To do: Please restate exactly what appears in the records below from the first line to the line where "use crate::error::ChatError;" is, that line included.

#### Provided entries ####

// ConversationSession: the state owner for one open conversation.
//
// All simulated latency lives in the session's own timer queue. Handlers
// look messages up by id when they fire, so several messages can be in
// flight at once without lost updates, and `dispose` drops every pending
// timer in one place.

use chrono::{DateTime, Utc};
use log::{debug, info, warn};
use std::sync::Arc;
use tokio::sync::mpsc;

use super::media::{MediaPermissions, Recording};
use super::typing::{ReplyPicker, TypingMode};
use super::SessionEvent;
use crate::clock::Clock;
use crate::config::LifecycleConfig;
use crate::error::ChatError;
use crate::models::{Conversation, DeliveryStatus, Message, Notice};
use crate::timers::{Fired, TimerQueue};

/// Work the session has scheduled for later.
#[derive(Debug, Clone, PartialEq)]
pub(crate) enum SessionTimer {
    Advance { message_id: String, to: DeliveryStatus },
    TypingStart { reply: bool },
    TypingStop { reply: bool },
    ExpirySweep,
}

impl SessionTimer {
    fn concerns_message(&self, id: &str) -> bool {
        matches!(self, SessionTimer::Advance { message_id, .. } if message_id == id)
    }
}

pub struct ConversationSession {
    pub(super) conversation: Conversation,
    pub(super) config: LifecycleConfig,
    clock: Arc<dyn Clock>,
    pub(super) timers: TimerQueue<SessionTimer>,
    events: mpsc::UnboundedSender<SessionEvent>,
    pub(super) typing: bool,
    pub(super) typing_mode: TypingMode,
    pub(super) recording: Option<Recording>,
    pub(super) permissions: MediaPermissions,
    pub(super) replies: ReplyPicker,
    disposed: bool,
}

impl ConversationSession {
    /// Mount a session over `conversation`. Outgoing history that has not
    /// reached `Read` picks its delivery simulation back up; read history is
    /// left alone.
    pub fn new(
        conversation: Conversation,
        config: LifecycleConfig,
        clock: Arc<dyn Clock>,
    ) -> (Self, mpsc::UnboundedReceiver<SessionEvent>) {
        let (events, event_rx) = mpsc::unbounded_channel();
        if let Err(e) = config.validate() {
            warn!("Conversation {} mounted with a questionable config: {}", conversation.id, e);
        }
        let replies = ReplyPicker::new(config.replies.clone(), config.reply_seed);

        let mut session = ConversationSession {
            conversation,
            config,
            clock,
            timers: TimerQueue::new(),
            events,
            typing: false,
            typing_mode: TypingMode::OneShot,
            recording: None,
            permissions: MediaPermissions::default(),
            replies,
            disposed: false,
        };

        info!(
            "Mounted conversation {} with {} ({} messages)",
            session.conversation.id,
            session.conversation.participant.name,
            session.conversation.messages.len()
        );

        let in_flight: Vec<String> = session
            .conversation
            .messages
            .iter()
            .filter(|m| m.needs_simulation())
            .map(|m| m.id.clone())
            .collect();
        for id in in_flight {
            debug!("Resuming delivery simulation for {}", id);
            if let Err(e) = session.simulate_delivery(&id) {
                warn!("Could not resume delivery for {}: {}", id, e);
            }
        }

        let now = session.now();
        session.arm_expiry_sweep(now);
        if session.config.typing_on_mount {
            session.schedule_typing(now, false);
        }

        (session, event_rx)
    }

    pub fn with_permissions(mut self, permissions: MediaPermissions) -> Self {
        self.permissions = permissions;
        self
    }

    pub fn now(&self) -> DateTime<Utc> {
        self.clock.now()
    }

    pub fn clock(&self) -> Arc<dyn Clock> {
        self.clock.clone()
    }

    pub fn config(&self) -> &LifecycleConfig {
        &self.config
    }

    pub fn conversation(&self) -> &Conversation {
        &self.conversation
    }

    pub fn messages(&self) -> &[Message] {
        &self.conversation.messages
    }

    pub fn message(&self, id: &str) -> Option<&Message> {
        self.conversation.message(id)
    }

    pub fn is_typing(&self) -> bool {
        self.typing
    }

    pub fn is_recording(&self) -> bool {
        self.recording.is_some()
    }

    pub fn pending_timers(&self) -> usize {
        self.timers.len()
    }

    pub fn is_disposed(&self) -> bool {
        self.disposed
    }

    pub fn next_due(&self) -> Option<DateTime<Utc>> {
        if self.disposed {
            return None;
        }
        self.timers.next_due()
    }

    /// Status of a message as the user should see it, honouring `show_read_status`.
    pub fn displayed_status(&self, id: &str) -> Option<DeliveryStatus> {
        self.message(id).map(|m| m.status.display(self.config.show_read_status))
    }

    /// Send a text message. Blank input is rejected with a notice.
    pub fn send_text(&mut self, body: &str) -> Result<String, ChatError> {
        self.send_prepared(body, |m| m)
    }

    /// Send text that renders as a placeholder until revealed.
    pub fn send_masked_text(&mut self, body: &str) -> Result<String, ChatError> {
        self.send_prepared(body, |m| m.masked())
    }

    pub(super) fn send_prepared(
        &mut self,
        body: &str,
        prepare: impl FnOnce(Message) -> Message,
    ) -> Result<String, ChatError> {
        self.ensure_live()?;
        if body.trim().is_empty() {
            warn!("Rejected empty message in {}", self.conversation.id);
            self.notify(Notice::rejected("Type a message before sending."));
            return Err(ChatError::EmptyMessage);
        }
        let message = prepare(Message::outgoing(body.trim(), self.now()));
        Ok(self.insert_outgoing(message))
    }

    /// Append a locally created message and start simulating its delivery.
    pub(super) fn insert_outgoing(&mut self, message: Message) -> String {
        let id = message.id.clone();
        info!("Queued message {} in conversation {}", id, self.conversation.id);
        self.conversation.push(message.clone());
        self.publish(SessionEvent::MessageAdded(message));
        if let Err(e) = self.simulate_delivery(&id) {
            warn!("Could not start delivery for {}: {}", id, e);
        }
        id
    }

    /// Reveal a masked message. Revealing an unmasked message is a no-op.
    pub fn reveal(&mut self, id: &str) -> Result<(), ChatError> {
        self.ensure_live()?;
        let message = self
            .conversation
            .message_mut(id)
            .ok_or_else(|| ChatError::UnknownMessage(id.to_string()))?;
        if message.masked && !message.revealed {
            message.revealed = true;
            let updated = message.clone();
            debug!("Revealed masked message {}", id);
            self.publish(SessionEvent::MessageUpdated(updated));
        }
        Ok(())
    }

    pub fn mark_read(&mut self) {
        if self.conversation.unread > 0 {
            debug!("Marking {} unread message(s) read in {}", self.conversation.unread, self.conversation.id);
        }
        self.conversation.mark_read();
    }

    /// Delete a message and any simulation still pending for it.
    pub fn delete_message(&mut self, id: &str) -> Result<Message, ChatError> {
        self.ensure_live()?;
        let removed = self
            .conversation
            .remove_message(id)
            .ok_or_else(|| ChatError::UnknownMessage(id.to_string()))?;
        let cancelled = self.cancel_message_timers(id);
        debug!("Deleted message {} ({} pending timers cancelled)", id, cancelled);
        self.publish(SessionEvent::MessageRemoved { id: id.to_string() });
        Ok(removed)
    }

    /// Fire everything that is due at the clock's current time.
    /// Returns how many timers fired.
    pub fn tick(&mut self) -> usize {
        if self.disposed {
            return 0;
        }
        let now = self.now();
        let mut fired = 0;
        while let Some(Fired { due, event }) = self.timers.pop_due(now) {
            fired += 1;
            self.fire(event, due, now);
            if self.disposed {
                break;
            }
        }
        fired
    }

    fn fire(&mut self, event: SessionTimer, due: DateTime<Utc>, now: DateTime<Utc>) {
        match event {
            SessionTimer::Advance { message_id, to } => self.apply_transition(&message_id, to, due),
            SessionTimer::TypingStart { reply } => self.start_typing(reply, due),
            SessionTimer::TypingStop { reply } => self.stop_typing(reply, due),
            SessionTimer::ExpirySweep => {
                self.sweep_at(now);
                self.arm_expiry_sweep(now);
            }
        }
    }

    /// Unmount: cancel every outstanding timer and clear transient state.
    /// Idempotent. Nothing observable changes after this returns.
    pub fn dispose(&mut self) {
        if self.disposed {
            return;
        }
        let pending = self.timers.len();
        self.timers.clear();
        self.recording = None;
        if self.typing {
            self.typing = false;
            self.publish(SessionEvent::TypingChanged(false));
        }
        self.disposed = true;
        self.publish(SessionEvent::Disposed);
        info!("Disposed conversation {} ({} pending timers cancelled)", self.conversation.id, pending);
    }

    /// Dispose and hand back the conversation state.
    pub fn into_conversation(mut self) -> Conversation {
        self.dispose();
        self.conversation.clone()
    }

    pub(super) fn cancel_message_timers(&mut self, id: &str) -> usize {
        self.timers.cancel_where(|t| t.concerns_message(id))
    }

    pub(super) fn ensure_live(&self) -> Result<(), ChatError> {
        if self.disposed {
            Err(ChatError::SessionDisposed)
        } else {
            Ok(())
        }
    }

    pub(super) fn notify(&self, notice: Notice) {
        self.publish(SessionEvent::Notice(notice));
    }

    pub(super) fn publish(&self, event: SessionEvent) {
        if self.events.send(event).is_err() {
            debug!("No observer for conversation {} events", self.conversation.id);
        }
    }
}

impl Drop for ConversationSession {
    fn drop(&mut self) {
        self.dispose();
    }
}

####

Answer to the problem:
// ConversationSession: the state owner for one open conversation.
//
// All simulated latency lives in the session's own timer queue. Handlers
// look messages up by id when they fire, so several messages can be in
// flight at once without lost updates, and `dispose` drops every pending
// timer in one place.

use chrono::{DateTime, Utc};
use log::{debug, info, warn};
use std::sync::Arc;
use tokio::sync::mpsc;

use super::media::{MediaPermissions, Recording};
use super::typing::{ReplyPicker, TypingMode};
use super::SessionEvent;
use crate::clock::Clock;
use crate::config::LifecycleConfig;
use crate::error::ChatError;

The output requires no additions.